____ Available data
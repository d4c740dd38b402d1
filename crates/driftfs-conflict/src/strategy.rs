//! Conflict resolution strategies

use std::fmt;
use std::str::FromStr;

use serde::{Deserialize, Serialize};

use driftfs_core::domain::DriftError;

/// How a detected conflict is resolved
#[derive(Debug, Clone, Copy, Default, PartialEq, Eq, Serialize, Deserialize)]
#[serde(rename_all = "kebab-case")]
pub enum Strategy {
    /// Keep the local body under the original name, land the remote version
    /// as a conflict copy
    #[default]
    KeepBoth,
    /// Newer modification timestamp wins, the other side is discarded
    LastWriterWins,
    /// Upload local over remote
    KeepLocal,
    /// Discard local edits and adopt remote
    KeepRemote,
    /// Keep both sides, both under conflict-marked names
    Rename,
    /// Leave the item in Conflict for an external agent
    UserChoice,
}

impl Strategy {
    #[must_use]
    pub fn as_str(&self) -> &'static str {
        match self {
            Strategy::KeepBoth => "keep-both",
            Strategy::LastWriterWins => "last-writer-wins",
            Strategy::KeepLocal => "keep-local",
            Strategy::KeepRemote => "keep-remote",
            Strategy::Rename => "rename",
            Strategy::UserChoice => "user-choice",
        }
    }
}

impl fmt::Display for Strategy {
    fn fmt(&self, f: &mut fmt::Formatter<'_>) -> fmt::Result {
        write!(f, "{}", self.as_str())
    }
}

impl FromStr for Strategy {
    type Err = DriftError;

    fn from_str(s: &str) -> Result<Self, Self::Err> {
        match s {
            "keep-both" => Ok(Strategy::KeepBoth),
            "last-writer-wins" => Ok(Strategy::LastWriterWins),
            "keep-local" => Ok(Strategy::KeepLocal),
            "keep-remote" => Ok(Strategy::KeepRemote),
            "rename" => Ok(Strategy::Rename),
            "user-choice" => Ok(Strategy::UserChoice),
            other => Err(DriftError::Config {
                field: "conflict.strategy".into(),
                message: format!("unknown strategy '{other}'"),
            }),
        }
    }
}
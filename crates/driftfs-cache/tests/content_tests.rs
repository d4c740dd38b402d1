//! Integration tests for the content cache

use std::collections::HashMap;
use std::time::Duration;

use chrono::Utc;
use tempfile::TempDir;

use driftfs_cache::{CacheEntryPolicy, ContentCache};
use driftfs_core::domain::{quickxor, DriftError, NodeId};

async fn cache() -> (TempDir, ContentCache) {
    let dir = TempDir::new().unwrap();
    let cache = ContentCache::new(dir.path()).await.unwrap();
    (dir, cache)
}

fn policy(pinned: bool, dirty: bool, age: Duration) -> CacheEntryPolicy {
    CacheEntryPolicy {
        pinned,
        dirty,
        last_access: Utc::now() - chrono::Duration::from_std(age).unwrap(),
    }
}

#[tokio::test]
async fn test_write_read_roundtrip() {
    let (_dir, cache) = cache().await;
    let id = NodeId::new(2);

    cache.write(id, 0, b"hello world").await.unwrap();

    assert_eq!(cache.read(id, 0, 5).await.unwrap(), b"hello");
    assert_eq!(cache.read(id, 6, 100).await.unwrap(), b"world");
    // Reads past EOF are empty, not errors.
    assert_eq!(cache.read(id, 50, 10).await.unwrap(), b"");
}

#[tokio::test]
async fn test_chunked_writes_assemble_in_order() {
    let (_dir, cache) = cache().await;
    let id = NodeId::new(3);

    // Chunks land at their own offsets, as the download pipeline writes them.
    cache.write(id, 6, b"world").await.unwrap();
    cache.write(id, 0, b"hello ").await.unwrap();

    assert_eq!(cache.read(id, 0, 11).await.unwrap(), b"hello world");
}

#[tokio::test]
async fn test_finalize_accepts_matching_hash() {
    let (_dir, cache) = cache().await;
    let id = NodeId::new(4);
    let body = b"content to verify";

    cache.write(id, 0, body).await.unwrap();
    let size = cache.finalize(id, &quickxor::hash_bytes(body)).await.unwrap();

    assert_eq!(size, body.len() as u64);
    assert!(cache.stat(id).await.unwrap().is_some());
}

#[tokio::test]
async fn test_finalize_discards_on_mismatch() {
    let (_dir, cache) = cache().await;
    let id = NodeId::new(5);

    cache.write(id, 0, b"actual bytes").await.unwrap();
    let wrong = quickxor::hash_bytes(b"different bytes");

    let err = cache.finalize(id, &wrong).await.unwrap_err();
    assert!(matches!(err, DriftError::Validation(_)));
    // The corrupt entry is gone.
    assert!(cache.stat(id).await.unwrap().is_none());
}

#[tokio::test]
async fn test_stat_and_delete() {
    let (_dir, cache) = cache().await;
    let id = NodeId::new(6);

    assert!(cache.stat(id).await.unwrap().is_none());

    cache.write(id, 0, b"12345").await.unwrap();
    let stat = cache.stat(id).await.unwrap().unwrap();
    assert_eq!(stat.size, 5);

    cache.delete(id).await.unwrap();
    assert!(cache.stat(id).await.unwrap().is_none());

    // Deleting again is a no-op.
    cache.delete(id).await.unwrap();
}

#[tokio::test]
async fn test_truncate() {
    let (_dir, cache) = cache().await;
    let id = NodeId::new(7);

    cache.write(id, 0, b"0123456789").await.unwrap();
    cache.truncate(id, 4).await.unwrap();

    assert_eq!(cache.read(id, 0, 100).await.unwrap(), b"0123");
}

#[tokio::test]
async fn test_cleanup_removes_orphans() {
    let (_dir, cache) = cache().await;

    cache.write(NodeId::new(10), 0, b"live").await.unwrap();
    cache.write(NodeId::new(11), 0, b"orphan").await.unwrap();

    let mut live = HashMap::new();
    live.insert(NodeId::new(10), policy(false, false, Duration::ZERO));

    let report = cache.cleanup(Duration::from_secs(86400), &live).await.unwrap();

    assert_eq!(report.orphans_removed, vec![NodeId::new(11)]);
    assert!(report.evicted.is_empty());
    assert!(cache.stat(NodeId::new(10)).await.unwrap().is_some());
    assert!(cache.stat(NodeId::new(11)).await.unwrap().is_none());
}

#[tokio::test]
async fn test_cleanup_evicts_idle_entries_only() {
    let (_dir, cache) = cache().await;
    let retention = Duration::from_secs(30 * 86400);

    cache.write(NodeId::new(20), 0, b"idle").await.unwrap();
    cache.write(NodeId::new(21), 0, b"fresh").await.unwrap();
    cache.write(NodeId::new(22), 0, b"pinned").await.unwrap();
    cache.write(NodeId::new(23), 0, b"dirty").await.unwrap();

    let idle = Duration::from_secs(60 * 86400);
    let mut live = HashMap::new();
    live.insert(NodeId::new(20), policy(false, false, idle));
    live.insert(NodeId::new(21), policy(false, false, Duration::ZERO));
    live.insert(NodeId::new(22), policy(true, false, idle));
    live.insert(NodeId::new(23), policy(false, true, idle));

    let report = cache.cleanup(retention, &live).await.unwrap();

    assert_eq!(report.evicted, vec![NodeId::new(20)]);
    assert!(cache.stat(NodeId::new(21)).await.unwrap().is_some());
    // Pinned and dirty entries survive regardless of idle time.
    assert!(cache.stat(NodeId::new(22)).await.unwrap().is_some());
    assert!(cache.stat(NodeId::new(23)).await.unwrap().is_some());
}

#[tokio::test]
async fn test_cleanup_is_idempotent() {
    let (_dir, cache) = cache().await;

    cache.write(NodeId::new(30), 0, b"orphan").await.unwrap();
    let live = HashMap::new();

    let first = cache.cleanup(Duration::from_secs(1), &live).await.unwrap();
    assert_eq!(first.orphans_removed.len(), 1);

    let second = cache.cleanup(Duration::from_secs(1), &live).await.unwrap();
    assert!(second.orphans_removed.is_empty());
    assert!(second.evicted.is_empty());
    assert_eq!(second.bytes_freed, 0);
}

#[tokio::test]
async fn test_disk_usage() {
    let (_dir, cache) = cache().await;
    cache.write(NodeId::new(40), 0, &[0u8; 100]).await.unwrap();
    cache.write(NodeId::new(41), 0, &[0u8; 28]).await.unwrap();
    assert_eq!(cache.disk_usage().await.unwrap(), 128);
}
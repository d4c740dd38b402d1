//! Conflict copy naming
//!
//! The remote version of a conflicted file lands beside the original as
//! `<name>.conflict-<timestamp>`, extension preserved inside the marker so
//! the copy keeps opening with the right application.

use chrono::{DateTime, Utc};

/// Builds the conflict copy name for `original` at `timestamp`
///
/// `"report.docx"` becomes `"report.docx.conflict-20260801T120000Z"`.
#[must_use]
pub fn conflict_copy_name(original: &str, timestamp: DateTime<Utc>) -> String {
    format!(
        "{original}.conflict-{}",
        timestamp.format("%Y%m%dT%H%M%SZ")
    )
}

/// Like [`conflict_copy_name`], but avoids names the caller reports taken
///
/// Appends an incrementing suffix on collision; collisions only happen when
/// two conflicts on the same file resolve within one second.
pub fn unique_conflict_copy_name<F>(
    original: &str,
    timestamp: DateTime<Utc>,
    mut exists: F,
) -> String
where
    F: FnMut(&str) -> bool,
{
    let candidate = conflict_copy_name(original, timestamp);
    if !exists(&candidate) {
        return candidate;
    }

    for i in 2..=99 {
        let numbered = format!("{candidate}-{i}");
        if !exists(&numbered) {
            return numbered;
        }
    }

    // A pathological caller claims everything exists; suffix with nanos.
    format!("{candidate}-{}", timestamp.timestamp_nanos_opt().unwrap_or(0))
}
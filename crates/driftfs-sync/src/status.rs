//! Transfer status channel
//!
//! A broadcast stream of typed events for status consumers (the callback
//! surface, desktop integration, logs) plus the live hydration-progress
//! map backing the progress xattr.

use dashmap::DashMap;
use tokio::sync::broadcast;

use driftfs_core::domain::NodeId;

/// Broadcast capacity; late subscribers only care about recent events
const CHANNEL_CAPACITY: usize = 256;

/// A status event emitted by the pipelines
#[derive(Debug, Clone, PartialEq, Eq)]
pub enum TransferEvent {
    HydrationStarted { node: NodeId },
    HydrationProgress { node: NodeId, percent: u8 },
    HydrationCompleted { node: NodeId },
    HydrationFailed { node: NodeId, error: String },
    UploadStarted { node: NodeId },
    UploadCompleted { node: NodeId },
    UploadFailed { node: NodeId, error: String },
    ConflictDetected { node: NodeId },
    StateChanged { node: NodeId, state: String },
}

impl TransferEvent {
    /// The node this event concerns
    #[must_use]
    pub fn node(&self) -> NodeId {
        match self {
            TransferEvent::HydrationStarted { node }
            | TransferEvent::HydrationProgress { node, .. }
            | TransferEvent::HydrationCompleted { node }
            | TransferEvent::HydrationFailed { node, .. }
            | TransferEvent::UploadStarted { node }
            | TransferEvent::UploadCompleted { node }
            | TransferEvent::UploadFailed { node, .. }
            | TransferEvent::ConflictDetected { node }
            | TransferEvent::StateChanged { node, .. } => *node,
        }
    }
}

/// Shared status state of one mount
pub struct TransferStatus {
    events: broadcast::Sender<TransferEvent>,
    /// Hydration progress (0-100) per node, present only mid-download
    progress: DashMap<NodeId, u8>,
}

impl TransferStatus {
    pub fn new() -> Self {
        let (events, _) = broadcast::channel(CHANNEL_CAPACITY);
        Self {
            events,
            progress: DashMap::new(),
        }
    }

    /// Subscribes to the event stream
    pub fn subscribe(&self) -> broadcast::Receiver<TransferEvent> {
        self.events.subscribe()
    }

    /// Emits an event; progress events also maintain the progress map
    pub fn emit(&self, event: TransferEvent) {
        match &event {
            TransferEvent::HydrationStarted { node } => {
                self.progress.insert(*node, 0);
            }
            TransferEvent::HydrationProgress { node, percent } => {
                self.progress.insert(*node, *percent);
            }
            TransferEvent::HydrationCompleted { node }
            | TransferEvent::HydrationFailed { node, .. } => {
                self.progress.remove(node);
            }
            _ => {}
        }
        // Send errors only mean nobody is listening right now.
        let _ = self.events.send(event);
    }

    /// Current hydration progress of a node, if a download is running
    #[must_use]
    pub fn progress(&self, node: NodeId) -> Option<u8> {
        self.progress.get(&node).map(|p| *p)
    }
}

impl Default for TransferStatus {
    fn default() -> Self {
        Self::new()
    }
}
________
→ **Work to be completed**:
Going through the records above, count the lines that hold "String" and answer with the count alone.

→ **Response below**:
5